● WHAT TO WORK ON
Below are the entries; determine how many of their lines contain the string "stats" and give that figure alone.

─── INFORMATION SHOWN ───

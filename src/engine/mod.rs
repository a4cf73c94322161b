//! The match engine and its session state.
//!
//! ## Flow
//!
//! 1. `MatchEngine::new` deals level 1 and starts a session
//! 2. `flip` turns cards face-up; the second flip of a pair yields a
//!    `ResolutionTicket`
//! 3. After the reveal delay the ticket goes back to `resolve`, which
//!    scores the pair or turns it back over
//! 4. Clearing the board deals the next level; the clock (`tick`) or
//!    `end_game` finishes the session
//!
//! Every state change is published as an [`EngineEvent`].
//!
//! ```
//! use memory_match::core::{Difficulty, EngineConfig};
//! use memory_match::engine::{FlipOutcome, MatchEngine};
//!
//! let mut engine = MatchEngine::new(EngineConfig::default().with_seed(1), Difficulty::Easy).unwrap();
//! let first = engine.session().cards()[0].id;
//!
//! assert_eq!(engine.flip(first).unwrap(), FlipOutcome::Flipped);
//! assert_eq!(engine.session().pending_flips(), &[first]);
//! ```

mod events;
mod match_engine;
mod session;
mod stats;

pub use events::{EngineEvent, EventBus, EventListener, DEFAULT_QUEUE_CAPACITY};
pub use match_engine::{
    FlipOutcome, IgnoreReason, MatchEngine, ResolutionTicket, ResolveOutcome, TickOutcome,
};
pub use session::{EndReason, Session, SessionPhase};
pub use stats::SessionStats;
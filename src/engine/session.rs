//! Session state: everything about one play-through.
//!
//! ## Session
//!
//! A plain state object owned by the `MatchEngine`. Observers read it
//! through `MatchEngine::session` or take a `snapshot`; only the engine
//! mutates it.
//!
//! Cards are kept in an `im::Vector`, so snapshots are O(1) clones that
//! share structure with the live session.
//!
//! ## Generation
//!
//! Every session carries a `generation` number. Restarting bumps it, which
//! is how deferred work (a pending resolution, a clock tick) scheduled for
//! an older session is recognised and dropped.

use im::Vector;
use serde::{Deserialize, Serialize};
use smallvec::SmallVec;

use super::stats::SessionStats;
use crate::cards::{Card, MatchCriterion};
use crate::core::{CardId, Difficulty};

/// Externally observable state of a session.
#[derive(Clone, Copy, Debug, PartialEq, Eq, Serialize, Deserialize)]
pub enum SessionPhase {
    /// Cards dealt, nothing pending.
    Ready,
    /// One card face-up awaiting a partner.
    OneFlipped,
    /// Two cards face-up, resolution scheduled.
    Resolving,
    /// Session finished; no further moves.
    GameOver,
}

/// Why a session finished.
#[derive(Clone, Copy, Debug, PartialEq, Eq, Serialize, Deserialize)]
pub enum EndReason {
    /// The clock ran out.
    TimeUp,
    /// The player (or caller) ended the game.
    Ended,
    /// The last dealable level was cleared.
    AllLevelsCleared,
}

#[derive(Clone, Debug, PartialEq, Serialize, Deserialize)]
pub struct Session {
    pub(crate) generation: u64,
    pub(crate) difficulty: Difficulty,
    pub(crate) level: u32,
    pub(crate) score: u32,
    pub(crate) time_remaining: u32,
    pub(crate) cards: Vector<Card>,
    pub(crate) pending_flips: SmallVec<[CardId; 2]>,
    pub(crate) is_over: bool,
    pub(crate) is_paused: bool,
    pub(crate) end_reason: Option<EndReason>,
    pub(crate) stats: SessionStats,
}

impl Session {
    /// Create a level-1 session over an already dealt deck.
    #[must_use]
    pub fn new(generation: u64, difficulty: Difficulty, time_limit: u32, cards: Vec<Card>) -> Self {
        Self {
            generation,
            difficulty,
            level: 1,
            score: 0,
            time_remaining: time_limit,
            cards: cards.into_iter().collect(),
            pending_flips: SmallVec::new(),
            is_over: false,
            is_paused: false,
            end_reason: None,
            stats: SessionStats::new(),
        }
    }

    // === Accessors ===

    #[must_use]
    pub fn generation(&self) -> u64 {
        self.generation
    }

    #[must_use]
    pub fn difficulty(&self) -> Difficulty {
        self.difficulty
    }

    #[must_use]
    pub fn level(&self) -> u32 {
        self.level
    }

    #[must_use]
    pub fn score(&self) -> u32 {
        self.score
    }

    /// Seconds left on the clock.
    #[must_use]
    pub fn time_remaining(&self) -> u32 {
        self.time_remaining
    }

    /// Cards of the current level, in table order.
    #[must_use]
    pub fn cards(&self) -> &Vector<Card> {
        &self.cards
    }

    /// Face-up, unmatched cards awaiting resolution (at most two).
    #[must_use]
    pub fn pending_flips(&self) -> &[CardId] {
        &self.pending_flips
    }

    #[must_use]
    pub fn is_over(&self) -> bool {
        self.is_over
    }

    #[must_use]
    pub fn is_paused(&self) -> bool {
        self.is_paused
    }

    #[must_use]
    pub fn end_reason(&self) -> Option<EndReason> {
        self.end_reason
    }

    #[must_use]
    pub fn stats(&self) -> &SessionStats {
        &self.stats
    }

    #[must_use]
    pub fn match_criterion(&self) -> MatchCriterion {
        self.difficulty.match_criterion()
    }

    #[must_use]
    pub fn phase(&self) -> SessionPhase {
        if self.is_over {
            return SessionPhase::GameOver;
        }
        match self.pending_flips.len() {
            0 => SessionPhase::Ready,
            1 => SessionPhase::OneFlipped,
            _ => SessionPhase::Resolving,
        }
    }

    // === Cards ===

    /// Look up a card on the table.
    #[must_use]
    pub fn card(&self, id: CardId) -> Option<&Card> {
        self.cards.iter().find(|card| card.id == id)
    }

    pub(crate) fn card_index(&self, id: CardId) -> Option<usize> {
        self.cards.iter().position(|card| card.id == id)
    }

    pub(crate) fn card_mut(&mut self, id: CardId) -> Option<&mut Card> {
        let index = self.card_index(id)?;
        self.cards.get_mut(index)
    }

    #[must_use]
    pub fn total_pairs(&self) -> usize {
        self.cards.len() / 2
    }

    #[must_use]
    pub fn matched_pairs(&self) -> usize {
        self.cards.iter().filter(|card| card.is_matched).count() / 2
    }

    /// Whether every card on the table is matched.
    #[must_use]
    pub fn all_matched(&self) -> bool {
        !self.cards.is_empty() && self.cards.iter().all(|card| card.is_matched)
    }

    pub(crate) fn deal(&mut self, cards: Vec<Card>) {
        self.cards = cards.into_iter().collect();
        self.pending_flips.clear();
    }
}
//! Player profile record.

use std::collections::BTreeMap;

use serde::{Deserialize, Serialize};
use uuid::Uuid;

use crate::core::Difficulty;

/// A player: identity, best scores and display preference.
#[derive(Clone, Debug, PartialEq, Eq, Serialize, Deserialize)]
pub struct UserRecord {
    pub id: Uuid,
    pub username: String,

    /// Best score per difficulty. Missing entries read as zero.
    #[serde(default)]
    pub high_scores: BTreeMap<Difficulty, u32>,

    #[serde(default)]
    pub is_dark_mode: bool,
}

impl UserRecord {
    /// A fresh user with a random id and zeroed scores.
    #[must_use]
    pub fn new(username: impl Into<String>) -> Self {
        Self {
            id: Uuid::new_v4(),
            username: username.into(),
            high_scores: Difficulty::ALL.iter().map(|&d| (d, 0)).collect(),
            is_dark_mode: false,
        }
    }

    #[must_use]
    pub fn high_score(&self, difficulty: Difficulty) -> u32 {
        self.high_scores.get(&difficulty).copied().unwrap_or(0)
    }

    pub fn set_high_score(&mut self, difficulty: Difficulty, score: u32) {
        self.high_scores.insert(difficulty, score);
    }

    /// Zero every high score.
    pub fn reset_high_scores(&mut self) {
        for difficulty in Difficulty::ALL {
            self.high_scores.insert(difficulty, 0);
        }
    }

    /// Case-insensitive username comparison.
    #[must_use]
    pub fn is_named(&self, username: &str) -> bool {
        self.username.to_lowercase() == username.to_lowercase()
    }
}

───

● TASK ANSWER
7